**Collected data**
[Start of Attachment]

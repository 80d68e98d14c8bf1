//! §4.1 Parser: tree-sitter grammars for the closed `Language` set, a
//! memoized per-thread parser cache, and the AST utility contracts
//! (`node_text`, `find_by_type`, `node_name`, `docstring`) the Chunker
//! builds on.

mod ast;
mod dialect;
mod registry;

pub use ast::{enclosing_class, file_info, find_by_type, node_text};
pub use dialect::{dialect_for, LanguageDialect};
pub use registry::Parsers;

use std::path::Path;

use deepwiki_domain::error::ParserError;
use deepwiki_domain::value_objects::Language;
use tree_sitter::Tree;

/// `parse_file(path) -> (AST, Language, bytes)?`: reads the file once and
/// returns absent when the extension is unknown, mirroring the
/// `CodeChunker::chunk_file` contract it backs.
pub fn parse_file(parsers: &Parsers, path: &Path) -> Result<Option<(Tree, Language, Vec<u8>)>, ParserError> {
    let Some(language) = parsers.detect_language(path) else {
        return Ok(None);
    };
    let bytes = std::fs::read(path).map_err(|e| ParserError::ParseFailure {
        path: path.display().to_string(),
        message: e.to_string(),
    })?;
    let tree = parsers.parse(&bytes, language)?;
    Ok(Some((tree, language, bytes)))
}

[End of Attachment]

**WORK INSTRUCTION**
A full, exact copy of the entries is required. Return it.

**RESPONSE TO THIS TASK**
repository 80d68e98d14c8bf1
//! §4.1 Parser: tree-sitter grammars for the closed `Language` set, a
//! memoized per-thread parser cache, and the AST utility contracts
//! (`node_text`, `find_by_type`, `node_name`, `docstring`) the Chunker
//! builds on.

mod ast;
mod dialect;
mod registry;

pub use ast::{enclosing_class, file_info, find_by_type, node_text};
pub use dialect::{dialect_for, LanguageDialect};
pub use registry::Parsers;

use std::path::Path;

use deepwiki_domain::error::ParserError;
use deepwiki_domain::value_objects::Language;
use tree_sitter::Tree;

/// `parse_file(path) -> (AST, Language, bytes)?`: reads the file once and
/// returns absent when the extension is unknown, mirroring the
/// `CodeChunker::chunk_file` contract it backs.
pub fn parse_file(parsers: &Parsers, path: &Path) -> Result<Option<(Tree, Language, Vec<u8>)>, ParserError> {
    let Some(language) = parsers.detect_language(path) else {
        return Ok(None);
    };
    let bytes = std::fs::read(path).map_err(|e| ParserError::ParseFailure {
        path: path.display().to_string(),
        message: e.to_string(),
    })?;
    let tree = parsers.parse(&bytes, language)?;
    Ok(Some((tree, language, bytes)))
}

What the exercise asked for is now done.